Code C17002_002E is number of people who's ratio of income to poverty in the past 12 months is < 0.50, Code C17002_003E is number of people who's ratio of income to poverty in the past 12 months is between 0.50 - 0.99. If you add these two vars together and divide by the RatioOfIncomeToPovertyLevel variable (total population for which this ratio is calculated) we can get the poverty rate.

Awesome - great explanation. Implement!

donbowen commented 1 year ago

I do have a concerned about the majority minority regressions, because the coefficients are always zero. This suggests that there is an issue. You should investigate. Matt and Kathleen will ask about it.

Also, you should clarify to your classmates how they should interpret the columns - the white variable is the same but the column defines what the high minority variable is.

On Tue, Apr 11, 2023 at 6:13 PM Juan Mozos @.***> wrote:

@donbowen https://github.com/donbowen Just pushed the regression changed file with what I understood you asked for. It has 4 different regression tables and md text to explain what each table is doing.

— Reply to this email directly, view it on GitHub https://github.com/LeDataSciFi/FinTech-Capstone-2023/pull/19#issuecomment-1504195526, or unsubscribe https://github.com/notifications/unsubscribe-auth/AMEHJ2YD7JHSNWNIXD32PCDXAXJQXANCNFSM6AAAAAAWZQGEQI . You are receiving this because you were mentioned.Message ID: @.***>

-- Sent from my phone. Please excuse brevity and typos.

jum223 commented 1 year ago

I do have a concerned about the majority minority regressions, because the coefficients are always zero. This suggests that there is an issue. You should investigate. Matt and Kathleen will ask about it.

Will investigate it.

Also, you should clarify to your classmates how they should interpret the columns - the white variable is the same but the column defines what the high minority variable is.

Yeah, they know about that. Either way I will be meeting with Matt Romano, who will help me with the regression interpretations, and I will discuss it with him.

jum223 commented 1 year ago

@donbowen Hello professor, I was looking at the Regression file and noticed that for y = log_num_apps and y = Receives any apps in the tract the control vars being used are just the census_tract_vars (doesn't include the bank_tract_vars). I was wondeing if there is a reason for this when we updated the regression tables last Wednesday? See formula:

formula = f"denial_rate ~ Q('High Minority') * which_bank + {'+'.join(census_tract_vars)} + {'+'.join(bank_tract_vars)}"

VS

formula = f"log_num_apps ~ Q('High Minority') * which_bank + {'+'.join(census_tract_vars)}"

I also noticed that bank_tract_full["bank_gets_highinc_subpop"] = bank_tract_full["median_all_income"] > bank_tract_full["MedHousehIncome"] will be False for all of the observations, should we still use this variable as a control then?

I also windsorized the mean_LTV variable to use in the models.

I do have a concerned about the majority minority regressions, because the coefficients are always zero.

Regarding this point, I couldn't find an explanation of why the coefficients are always 0 in these columns.

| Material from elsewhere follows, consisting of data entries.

impl ShapeType {
    pub const CONCRETE: [ShapeType; 8] = [
        ShapeType::Triangle,
        ShapeType::Rectangle,
        ShapeType::Ellipse,
        ShapeType::Circle,
        ShapeType::RotatedRectangle,
        ShapeType::Quadratic,
        ShapeType::RotatedEllipse,
        ShapeType::Polygon,
    ];

    /// numeric mode as used on the command line (1..=8); anything else means `Any`
    pub fn from_mode(mode: u32) -> Self {
        match mode {
            1 => ShapeType::Triangle,
            2 => ShapeType::Rectangle,
            3 => ShapeType::Ellipse,
            4 => ShapeType::Circle,
            5 => ShapeType::RotatedRectangle,
            6 => ShapeType::Quadratic,
            7 => ShapeType::RotatedEllipse,
            8 => ShapeType::Polygon,
            _ => ShapeType::Any,
        }
    }

    #[inline]
    pub fn is_concrete(self) -> bool {
        self != ShapeType::Any
    }

    /// map a selector to a concrete variant in one step: concrete selectors pass
    /// through, `Any` draws uniformly from the eight variants.
    pub fn resolve<R: Rng + ?Sized>(self, rng: &mut R) -> ShapeType {
        if self.is_concrete() {
            self
        } else {
            Self::CONCRETE[rng.random_range(0..Self::CONCRETE.len())]
        }
    }
}

#[inline]
fn jitter<R: Rng + ?Sized>(rng: &mut R, scale: f32) -> f32 {
    rng.random_range(-scale..scale)
}

#[inline]
fn jitter_i<R: Rng + ?Sized>(rng: &mut R, scale: i32) -> i32 {
    rng.random_range(-scale..=scale)
}

#[inline]
fn rotate(x: f32, y: f32, degrees: f32) -> (f32, f32) {
    let (s, c) = degrees.to_radians().sin_cos();
    (x * c - y * s, x * s + y * c)
}

#[derive(Clone, Copy, Debug, PartialEq, Serialize, Deserialize)]
pub struct Triangle {
    pub points: [(f32, f32); 3],
}
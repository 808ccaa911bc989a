//! Approximate an image with a sequence of geometric primitives.
//!
//! A [`Model`] owns the committed canvas and a pool of [`Worker`]s. Each step
//! every worker samples random shapes, refines the best ones by hill climbing,
//! and the overall winner is drawn onto the canvas with its best-fit color.

pub mod canvas;
pub mod error;
pub mod geom;
pub mod heatmap;
pub mod model;
pub mod optimize;
pub mod raster;
pub mod render;
pub mod scanline;
pub mod settings;
pub mod shape;
pub mod state;
pub mod worker;

pub use error::{Error, Result};
pub use heatmap::Heatmap;
pub use model::Model;
pub use optimize::{
    hill_climb, HillClimb, Refiner, SearchObserver, SilentObserver, TraceObserver, TrialReport,
};
pub use raster::Rasterizer;
pub use render::Placed;
pub use scanline::Scanline;
pub use settings::{SearchParams, Settings};
pub use shape::{Shape, ShapeType};
pub use state::State;
pub use worker::Worker;
//! Outcomes of a single download attempt.

use std::path::PathBuf;

use serde::Serialize;

use super::link::VideoUrl;

/// What happened to one URL
#[derive(Debug, Clone, PartialEq, Eq, Serialize)]
#[serde(rename_all = "snake_case", tag = "status")]
pub enum DownloadOutcome {
    /// Downloader exited cleanly; these files were published
    Success { published: Vec<PathBuf> },

    /// Downloader failed, timed out, or publishing broke
    Failure { reason: String },
}

/// Result of `DownloadSandbox::download`. Consumed by logging and the run
/// summary, never persisted.
#[derive(Debug, Clone, Serialize)]
pub struct DownloadResult {
    pub url: VideoUrl,
    pub outcome: DownloadOutcome,

    /// Combined stdout/stderr of the downloader
    pub diagnostics: String,
}

impl DownloadResult {
    pub fn success(url: VideoUrl, published: Vec<PathBuf>, diagnostics: String) -> Self {
        Self {
            url,
            outcome: DownloadOutcome::Success { published },
            diagnostics,
        }
    }

    pub fn failure(url: VideoUrl, reason: impl Into<String>, diagnostics: String) -> Self {
        Self {
            url,
            outcome: DownloadOutcome::Failure {
                reason: reason.into(),
            },
            diagnostics,
        }
    }

    pub fn is_success(&self) -> bool {
        matches!(self.outcome, DownloadOutcome::Success { .. })
    }

    /// Files published by this attempt (empty on failure)
    pub fn published(&self) -> &[PathBuf] {
        match &self.outcome {
            DownloadOutcome::Success { published } => published,
            DownloadOutcome::Failure { .. } => &[],
        }
    }
}
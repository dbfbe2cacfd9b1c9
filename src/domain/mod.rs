//! Domain types for the mash ingestion pipeline.
//!
//! This module contains the core data structures:
//! - Message: mailbox identity and transient bodies
//! - Link: validated video URLs
//! - Download: per-URL attempt outcomes
//! - Run: aggregate counters for one pipeline pass

pub mod download;
pub mod link;
pub mod message;
pub mod run;

// Re-export commonly used types
pub use download::{DownloadOutcome, DownloadResult};
pub use link::{LinkError, VideoUrl};
pub use message::{MessageId, MessageRecord};
pub use run::{RunState, RunSummary};
//! Core ingestion logic.
//!
//! This module contains:
//! - LinkExtractor: Video link scanning with a host allow-list
//! - ProcessedLedger: Durable set of handled message ids
//! - DownloadSandbox: Isolated download and atomic publish
//! - Pipeline: Per-run orchestration

pub mod extractor;
pub mod ledger;
pub mod pipeline;
pub mod sandbox;

// Re-export commonly used types
pub use extractor::LinkExtractor;
pub use ledger::{LedgerError, ProcessedLedger};
pub use pipeline::{Pipeline, PipelineError, PipelineSettings};
pub use sandbox::{publish_file, DownloadSandbox, Published, SandboxError, SandboxSettings};
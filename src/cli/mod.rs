//! Command-line interface for mash.
//!
//! Provides commands for a single pipeline pass, continuous watching,
//! inspecting the ledger and showing the resolved configuration.

use std::sync::Arc;
use std::time::Duration;

use anyhow::{Context, Result};
use clap::{Parser, Subcommand};
use tokio::sync::mpsc::Receiver;
use tokio_util::sync::CancellationToken;
use tracing::{debug, info, warn};

use crate::adapters::YtDlpAdapter;
use crate::config::{self, ResolvedConfig, SourceKind};
use crate::core::{
    DownloadSandbox, LinkExtractor, Pipeline, PipelineSettings, ProcessedLedger, SandboxSettings,
};
use crate::domain::{RunState, RunSummary};
use crate::mailbox::{ImapSource, MailboxChange, MailboxWatcher, MaildirSource, MessageSource};

/// mash - pull video links out of mail and keep their audio
#[derive(Parser, Debug)]
#[command(name = "mash")]
#[command(author, version, about, long_about = None)]
pub struct Cli {
    /// Enable debug logging
    #[arg(short, long, global = true)]
    pub debug: bool,

    #[command(subcommand)]
    pub command: Commands,
}

#[derive(Subcommand, Debug)]
pub enum Commands {
    /// Process every new message once and exit
    Run {
        /// Print the run summary as JSON
        #[arg(long)]
        json: bool,

        /// Messages processed side by side (overrides config)
        #[arg(short = 'j', long)]
        concurrency: Option<usize>,
    },

    /// Keep running: process on new mail and on a fixed interval
    Watch {
        /// Seconds between polls when no mail arrives (overrides config)
        #[arg(short, long)]
        interval: Option<u64>,

        /// Messages processed side by side (overrides config)
        #[arg(short = 'j', long)]
        concurrency: Option<usize>,
    },

    /// Show ledger status
    Status {
        /// Number of most recent ledger entries to show
        #[arg(short, long, default_value = "10")]
        limit: usize,
    },

    /// Show resolved configuration (debug)
    Config,
}

impl Cli {
    /// Execute the CLI command
    pub async fn execute(self) -> Result<()> {
        match self.command {
            Commands::Run { json, concurrency } => run_once(json, concurrency).await,
            Commands::Watch {
                interval,
                concurrency,
            } => watch(interval, concurrency).await,
            Commands::Status { limit } => show_status(limit).await,
            Commands::Config => show_config().await,
        }
    }
}

/// Wire source, extractor, ledger and sandbox from the resolved config
pub fn build_pipeline(cfg: &ResolvedConfig, concurrency: Option<usize>) -> Result<Pipeline> {
    cfg.ensure_dirs()?;

    let concurrency = concurrency.unwrap_or(cfg.max_concurrent_messages).max(1);

    let source: Arc<dyn MessageSource> = match cfg.source {
        SourceKind::Maildir => Arc::new(MaildirSource::new(&cfg.maildir)),
        SourceKind::Imap => {
            let settings = cfg.imap.clone().context(
                "IMAP source needs MASH_SMTP_SERVER, MASH_SMTP_LOGIN and MASH_SMTP_PASSWORD",
            )?;
            Arc::new(ImapSource::new(settings))
        }
    };
    debug!(source = source.name(), "Using mail source");
    let extractor = LinkExtractor::new(&cfg.allowed_hosts)
        .context("Invalid host pattern in links.allowed_hosts")?;
    let ledger = ProcessedLedger::open(&cfg.ledger_path)
        .with_context(|| format!("Failed to open ledger: {}", cfg.ledger_path.display()))?;

    let downloader = YtDlpAdapter::from_settings(&cfg.downloader)?;
    debug!(binary = %downloader.binary_path().display(), "Using downloader");

    let sandbox = DownloadSandbox::new(
        Arc::new(downloader),
        SandboxSettings {
            root: cfg.sandbox_dir.clone(),
            output_dir: cfg.output_dir.clone(),
            slots: concurrency,
            timeout: cfg.downloader.timeout(),
            audio_patterns: cfg.audio_patterns.clone(),
        },
    )?;

    Ok(Pipeline::new(
        source,
        extractor,
        ledger,
        Arc::new(sandbox),
        PipelineSettings {
            filter: cfg.filter.clone(),
            max_concurrent_messages: concurrency,
        },
    ))
}

/// Cancel `token` on Ctrl+C. Work already started finishes; nothing new
/// is picked up.
fn cancel_on_ctrl_c(token: CancellationToken) {
    tokio::spawn(async move {
        if tokio::signal::ctrl_c().await.is_ok() {
            eprintln!();
            eprintln!("Stopping after in-flight messages...");
            token.cancel();
        }
    });
}

/// Single pass over the mailbox
async fn run_once(json: bool, concurrency: Option<usize>) -> Result<()> {
    let cfg = config::load_config()?;
    let pipeline = build_pipeline(&cfg, concurrency)?;

    let cancel = CancellationToken::new();
    cancel_on_ctrl_c(cancel.clone());

    let summary = pipeline.run(&cancel).await?;

    if json {
        println!("{}", serde_json::to_string_pretty(&summary)?);
    } else {
        print_summary(&summary);
    }

    Ok(())
}

/// Run now, then again whenever mail arrives or the poll interval elapses
async fn watch(interval: Option<u64>, concurrency: Option<usize>) -> Result<()> {
    let cfg = config::load_config()?;
    let pipeline = build_pipeline(&cfg, concurrency)?;
    let interval = Duration::from_secs(interval.unwrap_or(cfg.poll_interval_seconds).max(1));

    let cancel = CancellationToken::new();
    cancel_on_ctrl_c(cancel.clone());

    // Only a local Maildir can be watched; IMAP is polled
    let (mut changes, handle) = match cfg.source {
        SourceKind::Maildir => match MailboxWatcher::new(&cfg.maildir).watch() {
            Ok((rx, handle)) => (Some(rx), Some(handle)),
            Err(e) => {
                warn!("File watching unavailable, polling only: {}", e);
                (None, None)
            }
        },
        SourceKind::Imap => (None, None),
    };

    println!("Watching: {}", source_label(&cfg));
    println!("    Polling every {}s. Press Ctrl+C to stop", interval.as_secs());
    println!();

    loop {
        let summary = pipeline.run(&cancel).await?;
        print_summary(&summary);

        if cancel.is_cancelled() {
            break;
        }

        tokio::select! {
            _ = cancel.cancelled() => break,
            change = next_change(&mut changes) => {
                match change {
                    Some(change) => {
                        info!(paths = change.paths.len(), "New mail detected");
                    }
                    None => {
                        warn!("Mailbox watcher stopped, falling back to polling");
                        changes = None;
                    }
                }
            }
            _ = tokio::time::sleep(interval) => {
                debug!("Poll interval elapsed");
            }
        }
    }

    if let Some(handle) = handle {
        handle.stop().await?;
    }

    Ok(())
}

/// Next watcher notification; pends forever when there is no watcher
async fn next_change(changes: &mut Option<Receiver<MailboxChange>>) -> Option<MailboxChange> {
    match changes {
        Some(rx) => rx.recv().await,
        None => std::future::pending().await,
    }
}

/// Where mail is read from, for display
fn source_label(cfg: &ResolvedConfig) -> String {
    match (cfg.source, &cfg.imap) {
        (SourceKind::Imap, Some(imap)) => {
            format!("imap://{}@{}:{}/{}", imap.login, imap.host, imap.port, imap.mailbox)
        }
        (SourceKind::Imap, None) => "imap (account incomplete)".to_string(),
        (SourceKind::Maildir, _) => cfg.maildir.display().to_string(),
    }
}

fn print_summary(summary: &RunSummary) {
    let state = match summary.state {
        RunState::Running => "running",
        RunState::Completed => "completed",
        RunState::Cancelled => "cancelled",
    };

    println!("[Run {} {}]", summary.id, state);
    println!(
        "  Messages: {} seen, {} processed, {} skipped, {} fetch failed",
        summary.messages_seen,
        summary.messages_processed,
        summary.messages_skipped,
        summary.messages_fetch_failed
    );
    if summary.urls_attempted > 0 {
        println!(
            "  Links:    {} attempted, {} ok, {} ko",
            summary.urls_attempted, summary.urls_succeeded, summary.urls_failed
        );
        println!("  Files:    {} published", summary.files_published);
    }
}

/// Show ledger status without taking the ledger lock
async fn show_status(limit: usize) -> Result<()> {
    let cfg = config::load_config()?;
    let entries = ProcessedLedger::read_entries(&cfg.ledger_path)?;

    println!();
    println!("Ledger Status");
    println!("══════════════════════════════════════════════════════════════");
    println!();
    println!("Ledger:     {}", cfg.ledger_path.display());
    println!("Source:     {}", source_label(&cfg));
    println!("Output:     {}", cfg.output_dir.display());
    println!();
    println!("Processed messages: {}", entries.len());

    if !entries.is_empty() && limit > 0 {
        println!();
        println!("Most recent:");
        for id in entries.iter().rev().take(limit) {
            println!("  {}", id);
        }
    }

    println!();
    match cfg.source {
        SourceKind::Maildir => {
            if cfg.maildir.join("new").is_dir() || cfg.maildir.join("cur").is_dir() {
                println!("✓ Maildir exists");
            } else {
                println!("⚠️  Maildir has no new/ or cur/ folder");
                println!("    Expected: {}", cfg.maildir.display());
            }
        }
        SourceKind::Imap => {
            if cfg.imap.is_some() {
                println!("✓ IMAP account configured");
            } else {
                println!("⚠️  IMAP account incomplete");
                println!("    Set MASH_SMTP_SERVER, MASH_SMTP_LOGIN and MASH_SMTP_PASSWORD");
            }
        }
    }

    Ok(())
}

/// Show resolved configuration
async fn show_config() -> Result<()> {
    let cfg = config::load_config()?;

    println!("╔══════════════════════════════════════════════════════════════╗");
    println!("  mash Configuration");
    println!("╚══════════════════════════════════════════════════════════════╝");
    println!();
    println!(
        "Config file: {}",
        cfg.config_file
            .as_ref()
            .map(|p| p.display().to_string())
            .unwrap_or_else(|| "(none - using defaults)".to_string())
    );
    println!();
    println!("Paths:");
    println!("  Home:     {}", cfg.home.display());
    println!("  Maildir:  {}", cfg.maildir.display());
    println!("  Output:   {}", cfg.output_dir.display());
    println!("  Sandbox:  {}", cfg.sandbox_dir.display());
    println!("  Ledger:   {}", cfg.ledger_path.display());
    println!();
    println!("Mail source: {}", cfg.source);
    match &cfg.imap {
        Some(imap) => {
            println!("  IMAP host:    {}:{}", imap.host, imap.port);
            println!("  IMAP login:   {}", imap.login);
            println!("  IMAP mailbox: {}", imap.mailbox);
        }
        None => println!("  IMAP:         (not configured)"),
    }
    println!();
    println!("Downloader:");
    match &cfg.downloader.binary {
        Some(path) => println!("  Binary:   {}", path.display()),
        None => println!("  Binary:   (discover yt-dlp or youtube-dl on PATH)"),
    }
    println!("  Audio:    {}", cfg.downloader.audio_format);
    println!("  Format:   {}", cfg.downloader.format);
    println!("  Template: {}", cfg.downloader.output_template);
    println!("  Timeout:  {}s", cfg.downloader.timeout_seconds);
    println!();
    println!("Links:");
    println!("  Allowed hosts:  {}", cfg.allowed_hosts.join(", "));
    println!("  Audio patterns: {}", cfg.audio_patterns.join(", "));
    println!();
    println!("Pipeline:");
    println!("  Max concurrent messages: {}", cfg.max_concurrent_messages);
    println!("  Poll interval:           {}s", cfg.poll_interval_seconds);
    if cfg.filter.is_all() {
        println!("  Filter:                  (all messages)");
    } else {
        if let Some(from) = &cfg.filter.from {
            println!("  Filter from:             {}", from);
        }
        if let Some(subject) = &cfg.filter.subject {
            println!("  Filter subject:          {}", subject);
        }
    }

    Ok(())
}
//! Video link extraction from message text.
//!
//! Scans for `scheme://host/segment` substrings, where the single path
//! segment never contains `/`, and keeps the ones whose host matches the
//! allow-list. Anything malformed or off-list is dropped silently.

use std::sync::OnceLock;

use glob::{MatchOptions, Pattern, PatternError};
use regex::Regex;

use crate::domain::VideoUrl;

static LINK_PATTERN: OnceLock<Regex> = OnceLock::new();

fn link_pattern() -> &'static Regex {
    LINK_PATTERN.get_or_init(|| {
        Regex::new(r"https?://[^/\s]+/[A-Za-z0-9?=&_\-]+").expect("link pattern is valid")
    })
}

const HOST_MATCH: MatchOptions = MatchOptions {
    case_sensitive: false,
    require_literal_separator: false,
    require_literal_leading_dot: false,
};

/// Stateless link extractor with a host allow-list
#[derive(Debug, Clone)]
pub struct LinkExtractor {
    allowed_hosts: Vec<Pattern>,
}

impl LinkExtractor {
    /// Build from host glob patterns such as `youtu.be` or `*.youtube.com`
    pub fn new<S: AsRef<str>>(allowed_hosts: &[S]) -> Result<Self, PatternError> {
        let allowed_hosts = allowed_hosts
            .iter()
            .map(|h| Pattern::new(h.as_ref()))
            .collect::<Result<Vec<_>, _>>()?;
        Ok(Self { allowed_hosts })
    }

    /// Check a host against the allow-list
    pub fn is_allowed_host(&self, host: &str) -> bool {
        self.allowed_hosts
            .iter()
            .any(|p| p.matches_with(host, HOST_MATCH))
    }

    /// Lazily yield every qualifying link in `text`, duplicates included,
    /// in order of appearance
    pub fn extract<'a>(&'a self, text: &'a str) -> impl Iterator<Item = VideoUrl> + 'a {
        link_pattern()
            .find_iter(text)
            .filter_map(|m| VideoUrl::parse(m.as_str()).ok())
            .filter(move |url| self.is_allowed_host(url.host()))
    }
}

Nevertheless I was wondering what the nature of this column is and how we would use it for our analysis. Is it that the purpose of this column is to look at denial_rate in majority minority tracts?

Also, for the regression interpretations should we focus our analysis, on the interactions terms?

jum223 commented 1 year ago

Also, for the third table we created, wouldn't it be more appropriate to use a logistic regression given that some_apps is a binary variable?